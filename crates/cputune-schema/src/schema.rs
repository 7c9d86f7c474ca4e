//! Compiled form of the schema document.
//!
//! The schema is itself JSON: objects describe nested records, a one-element
//! array describes an array-typed field, and every leaf is a type tag string.
//! Compilation never fails on odd shapes; those become [`SchemaNode::Unsupported`]
//! or [`SchemaNode::Malformed`] and are reported when a document reaches them.

use std::fmt::{self, Display};
use std::sync::LazyLock;

use cputune_json::{JsonParseError, Node, ParseOptions, Value};
use indexmap::IndexMap;
use thiserror::Error;

/// The schema shipped with the loader.
pub const BUILTIN_SCHEMA: &str = include_str!("schema.json");

static BUILTIN: LazyLock<Schema> = LazyLock::new(|| {
    Schema::parse(BUILTIN_SCHEMA).expect("built-in tuning schema must be well-formed")
});

#[derive(Debug, Error)]
pub enum SchemaError {
    #[error("schema is not valid JSON: {0}")]
    Syntax(#[from] JsonParseError),
    #[error("schema root must be an object")]
    RootNotObject,
}

/// Leaf type tags.
#[derive(Debug, Clone, Copy, PartialEq, Eq, Hash)]
pub enum TypeTag {
    Int,
    UInt,
    String,
    Boolean,
    Enum,
}

impl TypeTag {
    pub fn from_tag(tag: &str) -> Option<Self> {
        match tag {
            "int" => Some(TypeTag::Int),
            "uint" => Some(TypeTag::UInt),
            "string" => Some(TypeTag::String),
            "boolean" => Some(TypeTag::Boolean),
            "enum" => Some(TypeTag::Enum),
            _ => None,
        }
    }

    pub fn as_str(self) -> &'static str {
        match self {
            TypeTag::Int => "int",
            TypeTag::UInt => "uint",
            TypeTag::String => "string",
            TypeTag::Boolean => "boolean",
            TypeTag::Enum => "enum",
        }
    }
}

impl Display for TypeTag {
    fn fmt(&self, f: &mut fmt::Formatter<'_>) -> fmt::Result {
        f.write_str(self.as_str())
    }
}

#[derive(Debug, Clone, PartialEq)]
pub enum SchemaNode {
    Object(SchemaObject),
    /// Array-typed field. The element schema is kept for tooling; validation
    /// only checks the array kind.
    Array(Option<Box<SchemaNode>>),
    Leaf(TypeTag),
    /// A tag string that is not one of the known tags.
    Unsupported(String),
    /// Any other JSON shape (number, boolean, null).
    Malformed,
}

impl SchemaNode {
    fn compile(node: &Node) -> Self {
        match &node.value {
            Value::Object(object) => SchemaNode::Object(SchemaObject::compile(object)),
            Value::Array(items) => {
                SchemaNode::Array(items.first().map(|item| Box::new(SchemaNode::compile(item))))
            }
            Value::String(tag) => match TypeTag::from_tag(tag) {
                Some(tag) => SchemaNode::Leaf(tag),
                None => SchemaNode::Unsupported(tag.clone()),
            },
            _ => SchemaNode::Malformed,
        }
    }

    pub fn as_object(&self) -> Option<&SchemaObject> {
        match self {
            SchemaNode::Object(object) => Some(object),
            _ => None,
        }
    }
}

/// Ordered key → schema mapping.
#[derive(Debug, Clone, PartialEq, Default)]
pub struct SchemaObject {
    fields: IndexMap<String, SchemaNode>,
}

impl SchemaObject {
    fn compile(object: &cputune_json::Object) -> Self {
        Self {
            fields: object
                .iter()
                .map(|(key, node)| (key.to_string(), SchemaNode::compile(node)))
                .collect(),
        }
    }

    pub fn get(&self, key: &str) -> Option<&SchemaNode> {
        self.fields.get(key)
    }

    pub fn iter(&self) -> impl Iterator<Item = (&str, &SchemaNode)> {
        self.fields.iter().map(|(k, v)| (k.as_str(), v))
    }

    pub fn len(&self) -> usize {
        self.fields.len()
    }

    pub fn is_empty(&self) -> bool {
        self.fields.is_empty()
    }
}

/// A compiled schema document.
#[derive(Debug, Clone, PartialEq)]
pub struct Schema {
    root: SchemaObject,
}

impl Schema {
    /// The built-in schema, compiled once.
    pub fn builtin() -> &'static Schema {
        &BUILTIN
    }

    pub fn parse(text: &str) -> Result<Schema, SchemaError> {
        let node = cputune_json::parse(text, &ParseOptions::default())?;
        match &node.value {
            Value::Object(object) => Ok(Schema {
                root: SchemaObject::compile(object),
            }),
            _ => Err(SchemaError::RootNotObject),
        }
    }

    pub fn root(&self) -> &SchemaObject {
        &self.root
    }

    /// The `tune_params` subtree, if the schema declares one.
    pub fn tune_params(&self) -> Option<&SchemaObject> {
        self.root.get("tune_params").and_then(SchemaNode::as_object)
    }
}

#[cfg(test)]
mod tests {
    use super::*;

    #[test]
    fn test_builtin_compiles() {
        let schema = Schema::builtin();
        let tune = schema.tune_params().expect("tune_params");
        assert_eq!(tune.get("sve_width"), Some(&SchemaNode::Leaf(TypeTag::UInt)));
        assert_eq!(
            tune.get("autoprefetcher_model"),
            Some(&SchemaNode::Leaf(TypeTag::Enum))
        );
        let metadata = schema.root().get("metadata").and_then(SchemaNode::as_object);
        assert_eq!(
            metadata.and_then(|m| m.get("gcc_version")),
            Some(&SchemaNode::Leaf(TypeTag::Int))
        );
    }

    #[test]
    fn test_array_fields_keep_element_schema() {
        let insn = Schema::builtin()
            .tune_params()
            .and_then(|t| t.get("insn_extra_cost"))
            .and_then(SchemaNode::as_object)
            .unwrap();
        let Some(SchemaNode::Array(Some(element))) = insn.get("mult") else {
            panic!("mult should be an array field");
        };
        assert!(element.as_object().unwrap().get("idiv").is_some());
    }

    #[test]
    fn test_odd_shapes_compile() {
        let schema = Schema::parse(r#"{"a": "float", "b": 3, "c": []}"#).unwrap();
        let root = schema.root();
        assert_eq!(root.get("a"), Some(&SchemaNode::Unsupported("float".into())));
        assert_eq!(root.get("b"), Some(&SchemaNode::Malformed));
        assert_eq!(root.get("c"), Some(&SchemaNode::Array(None)));
    }

    #[test]
    fn test_root_must_be_object() {
        assert!(matches!(
            Schema::parse("[]"),
            Err(SchemaError::RootNotObject)
        ));
        assert!(matches!(Schema::parse("{"), Err(SchemaError::Syntax(_))));
    }
}
//! Byte spans into the source text and their line/column translation.

/// A half-open byte range `start..end` in the parsed input.
#[derive(Debug, Clone, Copy, PartialEq, Eq, Hash, Default)]
pub struct InputSpan {
    pub start: u32,
    pub end: u32,
}

impl InputSpan {
    pub const EMPTY: InputSpan = InputSpan { start: 0, end: 0 };

    /// Offsets past `u32::MAX` saturate. The parser rejects inputs that long.
    pub fn new(start: usize, end: usize) -> Self {
        Self {
            start: u32::try_from(start).unwrap_or(u32::MAX),
            end: u32::try_from(end).unwrap_or(u32::MAX),
        }
    }

    pub fn len(&self) -> usize {
        (self.end - self.start) as usize
    }

    pub fn is_empty(&self) -> bool {
        self.start == self.end
    }

    /// The smallest span covering both `self` and `other`.
    pub fn merge(self, other: InputSpan) -> Self {
        Self {
            start: self.start.min(other.start),
            end: self.end.max(other.end),
        }
    }

    pub fn range(&self) -> std::ops::Range<usize> {
        self.start as usize..self.end as usize
    }
}

/// A 1-based line and column.
///
/// Columns count characters, not bytes, so a multi-byte character
/// before the position moves the column by one.
#[derive(Debug, Clone, Copy, PartialEq, Eq, Hash)]
pub struct LineColumn {
    pub line: usize,
    pub column: usize,
}

impl std::fmt::Display for LineColumn {
    fn fmt(&self, f: &mut std::fmt::Formatter<'_>) -> std::fmt::Result {
        write!(f, "{}:{}", self.line, self.column)
    }
}

/// Precomputed line starts for offset -> line/column lookups.
#[derive(Debug, Clone)]
pub struct LineIndex<'a> {
    source: &'a str,
    line_starts: Vec<usize>,
}

impl<'a> LineIndex<'a> {
    pub fn new(source: &'a str) -> Self {
        let mut line_starts = vec![0];
        line_starts.extend(
            source
                .bytes()
                .enumerate()
                .filter(|&(_, b)| b == b'\n')
                .map(|(i, _)| i + 1),
        );
        Self {
            source,
            line_starts,
        }
    }

    /// Translate a byte offset. Offsets past the end clamp to the end of input.
    pub fn line_column(&self, offset: u32) -> LineColumn {
        let offset = (offset as usize).min(self.source.len());
        let line = match self.line_starts.binary_search(&offset) {
            Ok(line) => line,
            Err(next) => next - 1,
        };
        let line_start = self.line_starts[line];
        let column = self
            .source
            .get(line_start..offset)
            .map(|prefix| prefix.chars().count())
            .unwrap_or(offset - line_start);
        LineColumn {
            line: line + 1,
            column: column + 1,
        }
    }

    pub fn start_of(&self, span: InputSpan) -> LineColumn {
        self.line_column(span.start)
    }

    pub fn line_count(&self) -> usize {
        self.line_starts.len()
    }
}

#[cfg(test)]
mod tests {
    use super::*;

    #[test]
    fn test_line_column_first_line() {
        let index = LineIndex::new("{}");
        assert_eq!(index.line_column(0), LineColumn { line: 1, column: 1 });
        assert_eq!(index.line_column(1), LineColumn { line: 1, column: 2 });
    }

    #[test]
    fn test_line_column_after_newlines() {
        let source = "{\n  \"tune_params\": {\n    \"issue_rate\": \"10\"\n  }\n}\n";
        let index = LineIndex::new(source);
        let offset = source.find("\"10\"").unwrap() as u32;
        assert_eq!(index.line_column(offset), LineColumn { line: 3, column: 19 });
        assert_eq!(index.line_count(), 6);
    }

    #[test]
    fn test_line_column_counts_characters() {
        let source = "\"é\": 1";
        let index = LineIndex::new(source);
        let offset = source.find('1').unwrap() as u32;
        assert_eq!(index.line_column(offset).column, 6);
    }

    #[test]
    fn test_line_column_clamps_past_end() {
        let index = LineIndex::new("ab\ncd");
        assert_eq!(index.line_column(100), LineColumn { line: 2, column: 3 });
    }

    #[test]
    fn test_span_merge() {
        let a = InputSpan::new(3, 5);
        let b = InputSpan::new(1, 4);
        assert_eq!(a.merge(b), InputSpan::new(1, 5));
        assert_eq!(a.len(), 2);
        assert!(InputSpan::EMPTY.is_empty());
    }
}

+---+

Problem description: Which lines of the data contain "Result"? Copy them all.

Solution:
    fn fmt(&self, f: &mut fmt::Formatter<'_>) -> fmt::Result {
    pub fn parse(text: &str) -> Result<Schema, SchemaError> {
    fn fmt(&self, f: &mut std::fmt::Formatter<'_>) -> std::fmt::Result {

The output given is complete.